# Wife puts work ahead of me



## frankd (Feb 22, 2012)

There must be other threads about this topic but the search function is too broad and I can't find anything. In any case, here's my issue:
We own two restaurants and there's always cash flow problems, staff sick, holidays and vacations, etc.
My wife's solution to all of the above is simply to work more hours. We when we started out about 3 years ago she worked 2 shifts a week. The rest was taken up with managing, organizing, etc., so we had a full week's work, especially since we expanded from 1 and then up to 4 of these stores.
Now, even though we've got only 2, she works a minimum of 70 - 80 hours a week. And she covers the absolute worst shifts you can think of: 5:00 am to 8:00 pm, or 5 to 2 at one store, then 2 to 9 at the other one. Her reasons: 
1. she insists that there are no capable people to replace those who leave, 
2. we're saving labor dollars,
3. she enjoys being busy
3. etc., etc.
She recently had a toothache and the dentist quoted her $2,700 to fix it. She was understably upset, but all the while she was working out a new schedule in her head so she could pick up more hours to pay for it. Even though I told her (I do the finances) that I had more than enough in my rainy day fund to pay for it.
I am now feeling angry and resentful that I have become a house husband to an absentee wife who puts work ahead of me.
Don't get me wrong: I have always pulled my weight around the house, but now I'm doing everything: cooking, cleaning, laundry, shuttling our son to school, moving stock between stores, accounting, maintenance at home and the stores, and on and on. 
She has 2 college degrees and she's working a minimum wage job when she could earn two or three times as much in the corporate world. I also have 2 college degrees and I'm reduced to the position of gofer.
I'm sorry to be venting, but I'm really upset after being hit in the head with the realization that I have to beg her for 5 minutes of intimacy and she tells me not tonight because she has to get up at 4:00 am.
I know, I'm making her out to be the bad guy, but I don't know how else to explain it. I'm at my wits end. 
How do I deal with this before resentment turns to indifference?


----------



## Mavash. (Jan 26, 2012)

frankd said:


> I'm reduced to the position of gofer.


One of my favorite sayings is you must first lie down in order for someone to walk all over you.

So my sincere heartfelt advice to you would be to 'stand up'. 

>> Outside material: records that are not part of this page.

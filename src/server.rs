use std::net::SocketAddr;
use tokio::net::{TcpListener, TcpStream};
use tokio::time::{sleep, Duration};
use tracing::{debug, error, info, instrument};

use crate::commands::executable::Executable;
use crate::commands::Command;
use crate::connection::Connection;
use crate::response::Response;
use crate::store::Store;
use crate::Error;

pub async fn run(addr: SocketAddr, store: Store) -> Result<(), Error> {
    let _ = tracing_subscriber::fmt()
        .try_init()
        .map_err(|e| debug!("Failed to initialize global tracing: {}", e));

    let listener = TcpListener::bind(addr).await?;

    info!("Key-value server listening on {}", listener.local_addr()?);

    loop {
        // A failed accept (a reset peer, file descriptors exhausted under
        // connection churn) must not stop the acceptor.
        let (socket, client_address) = match listener.accept().await {
            Ok(accepted) => accepted,
            Err(e) => {
                error!("accept error: {}", e);
                sleep(Duration::from_millis(100)).await;
                continue;
            }
        };
        let store = store.clone();
        debug!("Accepted connection from {:?}", client_address);

        // Each connection runs on its own task; a handler failing never
        // stops the accept loop or touches other connections.
        tokio::spawn(async move {
            if let Err(e) = handle_connection(socket, client_address, store).await {
                error!("connection error: {}", e);
            }
        });
    }
}

#[instrument(
    name = "connection",
    skip(stream, store),
    fields(connection_id, client_address)
)]
async fn handle_connection(
    stream: TcpStream,
    client_address: SocketAddr,
    store: Store,
) -> Result<(), Error> {
    let mut conn = Connection::new(stream);

    tracing::Span::current()
        .record("connection_id", conn.id.to_string())
        .record("client_address", client_address.to_string());

    while let Some(line) = conn.read_line().await? {
        debug!("Received line from client: {:?}", line);

        // A malformed line is answered on the wire and the session goes on;
        // only a broken socket ends the connection.
        let response = match Command::try_from(line) {
            Ok(cmd) => cmd.exec(&store),
            Err(e) => Response::Error(e.to_string()),
        };

        debug!("Sending response to client: {:?}", response);
        conn.write_response(response).await?;
    }

    debug!("Connection closed");
    Ok(())
}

And if you don't know what that means head over to the mens clubhouse and read, read, read. There are some fabulous books out there specifically written for men like you.


----------



## Chelle D (Nov 30, 2011)

Make a pact between you two. 

No working more than 60 hrs a week. either/ both of you.
Hire more staff... - Then you two should really talk.

j


----------



## Fella81 (Mar 4, 2012)

Geez red your post and sounds like you need to just hire ppl to fill those hrs and explain to her that there is more to your relationship and tell her how your feeling some ppl just like to work but that is just sounds alittle weird to me also i would remind her of her college degrees that she worked so hard to get even if she still workin try to make less time plus you said i think you has a son so really shes taking time from him also
hope this helps.....


----------



## River1977 (Oct 25, 2010)

All you need is marriage counseling. The only problem is you will have to convince your wife of that. To do it, you will have to be stern and let her know the marriage depends on it. The counselor will be able to make her see the error of her ways. You doing a 180 and all the other books and advice you will find in the men's forum (as advised above) will make things worse in your case because your wife is not trying to run over you, and your situation is not that bad. She is a driven person who likes to take control. She has the bad habit of thinking ONLY she can solve all the problems and no one can do things better than she can do them. 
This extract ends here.